■ TASK MATERIAL ■
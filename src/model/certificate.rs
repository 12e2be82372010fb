//! Certificate record and artifact lifecycle

use std::fmt;

use chrono::{DateTime, Utc};
use serde::{Deserialize, Serialize};
use uuid::Uuid;

use super::academic::{AcademicRecord, CertificateType};
use crate::error::{ServerError, ServerResult};
use crate::serial::Serial;

/// Examination roll number, trimmed and uppercased
#[derive(Debug, Clone, PartialEq, Eq, Hash, Serialize, Deserialize)]
#[serde(try_from = "String", into = "String")]
pub struct RollNumber(String);

impl RollNumber {
    /// Normalize a submitted roll number
    ///
    /// # Errors
    /// * `MissingRequiredField("rollNumber")` if nothing remains after trimming
    pub fn parse(input: &str) -> ServerResult<Self> {
        let normalized = Self::normalize(input);
        if normalized.is_empty() {
            return Err(ServerError::MissingRequiredField("rollNumber".to_string()));
        }
        Ok(Self(normalized))
    }

    /// Canonical form used for storage and lookup
    pub fn normalize(input: &str) -> String {
        input.trim().to_uppercase()
    }

    pub fn as_str(&self) -> &str {
        &self.0
    }
}

impl fmt::Display for RollNumber {
    fn fmt(&self, f: &mut fmt::Formatter<'_>) -> fmt::Result {
        f.write_str(&self.0)
    }
}

impl TryFrom<String> for RollNumber {
    type Error = ServerError;

    fn try_from(value: String) -> Result<Self, Self::Error> {
        Self::parse(&value)
    }
}

impl From<RollNumber> for String {
    fn from(roll: RollNumber) -> Self {
        roll.0
    }
}

/// Location and content digest of a rendered artifact
#[derive(Debug, Clone, PartialEq, Eq, Serialize, Deserialize)]
#[serde(rename_all = "camelCase")]
pub struct ArtifactRef {
    /// Where the rendered document lives (file path or URL)
    pub location: String,
    /// Hex-encoded SHA-256 of the document bytes
    pub digest: String,
}

/// Artifact lifecycle: `Pending` until a render succeeds, then `Ready` for good
#[derive(Debug, Clone, PartialEq, Serialize, Deserialize)]
#[serde(tag = "status", rename_all = "snake_case", rename_all_fields = "camelCase")]
pub enum ArtifactState {
    Pending {
        attempts: u32,
        last_error: Option<String>,
    },
    Ready {
        artifact: ArtifactRef,
        rendered_at: DateTime<Utc>,
    },
}

impl ArtifactState {
    /// State of a freshly issued certificate
    pub fn pending() -> Self {
        ArtifactState::Pending {
            attempts: 0,
            last_error: None,
        }
    }

    pub fn is_ready(&self) -> bool {
        matches!(self, ArtifactState::Ready { .. })
    }

    pub fn attempts(&self) -> u32 {
        match self {
            ArtifactState::Pending { attempts, .. } => *attempts,
            ArtifactState::Ready { .. } => 0,
        }
    }

    pub fn artifact(&self) -> Option<&ArtifactRef> {
        match self {
            ArtifactState::Ready { artifact, .. } => Some(artifact),
            ArtifactState::Pending { .. } => None,
        }
    }

    /// Next state after a failed render, `None` once ready
    pub fn after_failure(&self, error: impl Into<String>) -> Option<Self> {
        match self {
            ArtifactState::Pending { attempts, .. } => Some(ArtifactState::Pending {
                attempts: attempts.saturating_add(1),
                last_error: Some(error.into()),
            }),
            ArtifactState::Ready { .. } => None,
        }
    }

    /// Next state after a successful render, `None` once ready
    pub fn after_success(&self, artifact: ArtifactRef, rendered_at: DateTime<Utc>) -> Option<Self> {
        match self {
            ArtifactState::Pending { .. } => Some(ArtifactState::Ready {
                artifact,
                rendered_at,
            }),
            ArtifactState::Ready { .. } => None,
        }
    }
}

/// An issued certificate
///
/// `serial`, `sequence_number` and the issuance fields never change after
/// creation. Only `is_publicly_shareable` and `artifact` are mutable.
#[derive(Debug, Clone, PartialEq, Serialize, Deserialize)]
#[serde(rename_all = "camelCase")]
pub struct Certificate {
    pub id: Uuid,
    pub serial: Serial,
    pub sequence_number: u64,
    pub certificate_type: CertificateType,
    pub student_id: Uuid,
    pub institution_id: Uuid,
    pub roll_number: RollNumber,
    pub issue_date: DateTime<Utc>,
    pub is_publicly_shareable: bool,
    pub academic: AcademicRecord,
    pub authority_name: Option<String>,
    pub authority_title: Option<String>,
    /// Public verification link encoded in the document's QR code
    pub verification_url: String,
    pub artifact: ArtifactState,
}

/// Certificate fields fixed by the issuance workflow
///
/// The store assigns `id` and `issue_date` when persisting.
#[derive(Debug, Clone, PartialEq)]
pub struct NewCertificate {
    pub serial: Serial,
    pub sequence_number: u64,
    pub certificate_type: CertificateType,
    pub student_id: Uuid,
    pub institution_id: Uuid,
    pub roll_number: RollNumber,
    pub academic: AcademicRecord,
    pub authority_name: Option<String>,
    pub authority_title: Option<String>,
    pub verification_url: String,
}

impl NewCertificate {
    /// Materialize as shareable with a pending artifact
    pub fn into_certificate(self, id: Uuid, issue_date: DateTime<Utc>) -> Certificate {
        Certificate {
            id,
            serial: self.serial,
            sequence_number: self.sequence_number,
            certificate_type: self.certificate_type,
            student_id: self.student_id,
            institution_id: self.institution_id,
            roll_number: self.roll_number,
            issue_date,
            is_publicly_shareable: true,
            academic: self.academic,
            authority_name: self.authority_name,
            authority_title: self.authority_title,
            verification_url: self.verification_url,
            artifact: ArtifactState::pending(),
        }
    }
}

/// Build the public verification link for a serial
pub fn verification_url(base_url: &str, serial: &Serial) -> String {
    format!("{}/verify?serial={}", base_url.trim_end_matches('/'), serial)
}
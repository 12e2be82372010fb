//! HTTP request handlers

mod health;
mod helpers;
mod institution;
mod public;
mod student;

pub use health::health_check;
pub use institution::{issue_certificate, list_issued_certificates, retry_artifact};
pub use public::{get_stats, verify_certificate, verify_certificate_query};
pub use student::{list_own_certificates, update_sharing};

■ ASSIGNMENT ■
Search the entries for the string "Deserialize". Copy every line that has it.

■ WRITTEN SOLUTION ■
use serde::{Deserialize, Serialize};
#[derive(Debug, Clone, PartialEq, Eq, Hash, Serialize, Deserialize)]
#[derive(Debug, Clone, PartialEq, Eq, Serialize, Deserialize)]
#[derive(Debug, Clone, PartialEq, Serialize, Deserialize)]
#[derive(Debug, Clone, PartialEq, Serialize, Deserialize)]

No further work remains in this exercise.